- _Excerpts from a dataset_
######
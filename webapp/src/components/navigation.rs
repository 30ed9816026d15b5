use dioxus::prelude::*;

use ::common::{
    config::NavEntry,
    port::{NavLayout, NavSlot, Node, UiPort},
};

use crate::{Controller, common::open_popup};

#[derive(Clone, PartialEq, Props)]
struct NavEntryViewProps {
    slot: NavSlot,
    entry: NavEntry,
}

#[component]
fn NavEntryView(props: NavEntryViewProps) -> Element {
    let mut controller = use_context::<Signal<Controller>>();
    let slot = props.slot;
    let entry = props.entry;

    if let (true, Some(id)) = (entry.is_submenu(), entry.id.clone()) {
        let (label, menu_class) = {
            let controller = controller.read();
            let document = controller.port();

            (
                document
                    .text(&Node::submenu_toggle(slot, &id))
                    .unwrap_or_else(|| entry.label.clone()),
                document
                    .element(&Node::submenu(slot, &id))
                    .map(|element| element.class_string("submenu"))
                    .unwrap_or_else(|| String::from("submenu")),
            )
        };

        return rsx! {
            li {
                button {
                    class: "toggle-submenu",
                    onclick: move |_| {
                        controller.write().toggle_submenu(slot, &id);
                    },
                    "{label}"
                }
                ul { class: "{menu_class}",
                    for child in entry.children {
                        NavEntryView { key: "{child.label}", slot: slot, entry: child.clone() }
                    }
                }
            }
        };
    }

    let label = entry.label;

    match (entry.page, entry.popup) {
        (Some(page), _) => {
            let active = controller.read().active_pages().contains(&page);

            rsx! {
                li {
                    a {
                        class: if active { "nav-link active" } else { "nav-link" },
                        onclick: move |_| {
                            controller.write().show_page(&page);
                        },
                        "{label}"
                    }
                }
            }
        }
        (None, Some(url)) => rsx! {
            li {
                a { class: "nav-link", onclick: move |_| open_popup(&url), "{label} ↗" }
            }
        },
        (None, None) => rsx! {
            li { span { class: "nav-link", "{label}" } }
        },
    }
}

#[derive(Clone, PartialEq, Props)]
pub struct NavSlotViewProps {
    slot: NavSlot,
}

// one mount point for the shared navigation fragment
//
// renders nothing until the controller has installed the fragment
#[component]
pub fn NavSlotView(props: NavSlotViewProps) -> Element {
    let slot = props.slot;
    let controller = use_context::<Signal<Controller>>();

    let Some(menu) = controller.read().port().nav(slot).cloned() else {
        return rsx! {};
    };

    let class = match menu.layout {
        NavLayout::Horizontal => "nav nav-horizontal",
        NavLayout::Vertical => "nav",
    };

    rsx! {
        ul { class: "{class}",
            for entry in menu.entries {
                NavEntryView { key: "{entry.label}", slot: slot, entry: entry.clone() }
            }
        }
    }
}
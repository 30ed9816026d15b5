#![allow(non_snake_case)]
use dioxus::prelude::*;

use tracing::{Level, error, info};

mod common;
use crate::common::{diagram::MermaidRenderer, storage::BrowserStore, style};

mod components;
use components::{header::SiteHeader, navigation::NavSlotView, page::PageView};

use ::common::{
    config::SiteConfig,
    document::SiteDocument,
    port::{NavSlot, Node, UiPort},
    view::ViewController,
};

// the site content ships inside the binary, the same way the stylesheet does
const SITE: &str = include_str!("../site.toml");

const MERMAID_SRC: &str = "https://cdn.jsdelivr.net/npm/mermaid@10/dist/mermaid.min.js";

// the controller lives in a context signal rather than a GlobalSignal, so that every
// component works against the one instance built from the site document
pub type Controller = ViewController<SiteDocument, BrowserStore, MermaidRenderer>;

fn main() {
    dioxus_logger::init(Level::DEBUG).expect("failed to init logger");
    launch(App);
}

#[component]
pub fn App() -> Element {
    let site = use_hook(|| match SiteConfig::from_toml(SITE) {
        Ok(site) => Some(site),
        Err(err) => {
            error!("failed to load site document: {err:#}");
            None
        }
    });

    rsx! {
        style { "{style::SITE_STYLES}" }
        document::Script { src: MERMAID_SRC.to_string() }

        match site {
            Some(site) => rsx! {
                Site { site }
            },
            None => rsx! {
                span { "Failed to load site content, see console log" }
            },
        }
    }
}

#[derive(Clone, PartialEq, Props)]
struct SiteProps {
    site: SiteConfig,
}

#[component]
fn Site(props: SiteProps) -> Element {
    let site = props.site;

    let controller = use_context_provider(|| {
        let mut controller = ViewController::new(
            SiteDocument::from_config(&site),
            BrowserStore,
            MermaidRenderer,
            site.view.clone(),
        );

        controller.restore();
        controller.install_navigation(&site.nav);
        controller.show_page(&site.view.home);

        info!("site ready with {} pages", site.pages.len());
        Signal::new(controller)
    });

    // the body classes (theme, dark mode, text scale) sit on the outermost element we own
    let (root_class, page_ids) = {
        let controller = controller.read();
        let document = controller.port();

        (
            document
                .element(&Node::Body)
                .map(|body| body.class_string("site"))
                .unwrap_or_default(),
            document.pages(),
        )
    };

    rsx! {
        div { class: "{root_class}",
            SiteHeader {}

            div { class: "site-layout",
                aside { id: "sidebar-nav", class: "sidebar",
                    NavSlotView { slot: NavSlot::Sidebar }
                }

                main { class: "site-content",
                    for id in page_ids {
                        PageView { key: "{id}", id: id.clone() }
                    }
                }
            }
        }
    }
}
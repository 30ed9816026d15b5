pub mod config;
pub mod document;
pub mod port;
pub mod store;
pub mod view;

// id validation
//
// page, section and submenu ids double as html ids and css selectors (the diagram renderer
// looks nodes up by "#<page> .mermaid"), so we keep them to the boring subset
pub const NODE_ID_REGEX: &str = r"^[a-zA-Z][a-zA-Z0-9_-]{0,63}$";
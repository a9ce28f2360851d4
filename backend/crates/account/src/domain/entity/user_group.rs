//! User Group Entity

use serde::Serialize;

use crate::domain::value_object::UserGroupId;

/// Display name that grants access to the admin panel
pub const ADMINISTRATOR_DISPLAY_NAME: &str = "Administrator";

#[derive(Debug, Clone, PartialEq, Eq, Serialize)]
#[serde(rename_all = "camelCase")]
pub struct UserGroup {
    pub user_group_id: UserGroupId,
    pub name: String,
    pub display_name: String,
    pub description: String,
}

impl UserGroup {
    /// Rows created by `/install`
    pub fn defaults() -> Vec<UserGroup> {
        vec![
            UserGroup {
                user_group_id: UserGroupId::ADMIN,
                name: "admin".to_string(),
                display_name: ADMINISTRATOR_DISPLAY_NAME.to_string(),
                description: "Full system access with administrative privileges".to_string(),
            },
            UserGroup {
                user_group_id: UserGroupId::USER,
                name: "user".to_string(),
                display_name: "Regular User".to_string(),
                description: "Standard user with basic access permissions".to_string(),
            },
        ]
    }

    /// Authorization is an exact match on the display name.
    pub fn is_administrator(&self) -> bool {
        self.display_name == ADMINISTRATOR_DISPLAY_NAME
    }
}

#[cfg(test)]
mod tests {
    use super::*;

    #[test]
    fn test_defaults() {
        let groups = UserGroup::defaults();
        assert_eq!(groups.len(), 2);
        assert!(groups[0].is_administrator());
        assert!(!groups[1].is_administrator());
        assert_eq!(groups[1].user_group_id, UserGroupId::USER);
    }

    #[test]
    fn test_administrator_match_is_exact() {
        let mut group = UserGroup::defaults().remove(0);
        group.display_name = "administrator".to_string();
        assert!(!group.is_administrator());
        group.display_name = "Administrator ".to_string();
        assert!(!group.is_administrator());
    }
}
######
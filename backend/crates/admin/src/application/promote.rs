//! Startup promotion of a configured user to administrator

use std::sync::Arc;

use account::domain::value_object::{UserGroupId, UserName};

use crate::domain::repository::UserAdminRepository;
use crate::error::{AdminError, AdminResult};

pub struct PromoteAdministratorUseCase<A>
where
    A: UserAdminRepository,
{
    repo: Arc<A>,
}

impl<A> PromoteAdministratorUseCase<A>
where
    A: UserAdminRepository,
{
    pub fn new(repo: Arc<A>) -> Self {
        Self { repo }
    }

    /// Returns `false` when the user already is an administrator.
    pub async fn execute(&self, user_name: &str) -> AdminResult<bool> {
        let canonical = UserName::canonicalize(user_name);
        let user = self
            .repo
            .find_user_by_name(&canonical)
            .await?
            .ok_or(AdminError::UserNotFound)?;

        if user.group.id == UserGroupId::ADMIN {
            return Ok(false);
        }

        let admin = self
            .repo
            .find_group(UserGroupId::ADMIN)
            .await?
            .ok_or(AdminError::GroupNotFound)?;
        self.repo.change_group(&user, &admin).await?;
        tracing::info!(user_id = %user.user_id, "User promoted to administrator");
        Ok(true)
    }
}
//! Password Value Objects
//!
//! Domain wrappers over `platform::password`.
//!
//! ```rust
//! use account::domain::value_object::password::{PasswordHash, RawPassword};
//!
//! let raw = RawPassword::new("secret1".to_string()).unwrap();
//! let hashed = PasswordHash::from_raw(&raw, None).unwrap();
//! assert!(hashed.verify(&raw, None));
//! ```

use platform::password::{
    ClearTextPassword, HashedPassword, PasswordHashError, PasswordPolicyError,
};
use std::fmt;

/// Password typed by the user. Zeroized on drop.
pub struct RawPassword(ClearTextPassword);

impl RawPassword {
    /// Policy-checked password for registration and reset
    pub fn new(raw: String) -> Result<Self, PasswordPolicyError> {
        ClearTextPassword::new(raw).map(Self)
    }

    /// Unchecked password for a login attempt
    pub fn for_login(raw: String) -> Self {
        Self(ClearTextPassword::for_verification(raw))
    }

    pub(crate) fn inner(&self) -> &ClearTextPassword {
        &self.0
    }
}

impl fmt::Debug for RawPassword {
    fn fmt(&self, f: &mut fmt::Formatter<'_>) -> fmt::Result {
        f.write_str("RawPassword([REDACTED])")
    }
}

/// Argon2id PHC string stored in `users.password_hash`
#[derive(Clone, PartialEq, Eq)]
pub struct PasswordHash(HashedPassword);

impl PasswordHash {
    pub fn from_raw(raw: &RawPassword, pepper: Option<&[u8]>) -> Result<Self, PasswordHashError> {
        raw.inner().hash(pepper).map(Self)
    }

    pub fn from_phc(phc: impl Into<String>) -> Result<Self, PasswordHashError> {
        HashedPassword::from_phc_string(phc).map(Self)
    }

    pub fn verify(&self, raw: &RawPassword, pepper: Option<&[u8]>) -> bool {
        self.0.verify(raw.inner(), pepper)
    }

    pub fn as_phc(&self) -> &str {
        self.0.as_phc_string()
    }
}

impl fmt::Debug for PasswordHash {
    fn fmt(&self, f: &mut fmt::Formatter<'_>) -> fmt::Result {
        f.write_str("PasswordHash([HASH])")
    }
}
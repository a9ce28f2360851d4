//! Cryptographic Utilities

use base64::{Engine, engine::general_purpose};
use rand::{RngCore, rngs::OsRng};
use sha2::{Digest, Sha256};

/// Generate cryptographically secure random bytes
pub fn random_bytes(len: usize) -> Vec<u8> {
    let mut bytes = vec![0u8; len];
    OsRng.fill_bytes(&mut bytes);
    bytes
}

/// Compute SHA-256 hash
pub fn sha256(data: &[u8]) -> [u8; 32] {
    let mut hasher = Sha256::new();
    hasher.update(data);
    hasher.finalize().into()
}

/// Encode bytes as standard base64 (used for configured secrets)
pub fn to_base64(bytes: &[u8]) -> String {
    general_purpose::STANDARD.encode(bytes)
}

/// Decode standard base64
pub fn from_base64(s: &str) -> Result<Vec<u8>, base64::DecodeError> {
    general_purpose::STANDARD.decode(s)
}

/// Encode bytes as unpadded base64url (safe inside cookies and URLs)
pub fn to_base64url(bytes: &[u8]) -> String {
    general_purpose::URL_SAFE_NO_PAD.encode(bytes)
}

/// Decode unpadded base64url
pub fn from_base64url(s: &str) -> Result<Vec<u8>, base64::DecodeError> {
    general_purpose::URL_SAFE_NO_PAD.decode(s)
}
######
- _What the exercise asks_
Read through the lines above and collect those that contain the string "SiteDocument".

- _Solution to this task_
    document::SiteDocument,
pub type Controller = ViewController<SiteDocument, BrowserStore, MermaidRenderer>;
            SiteDocument::from_config(&site),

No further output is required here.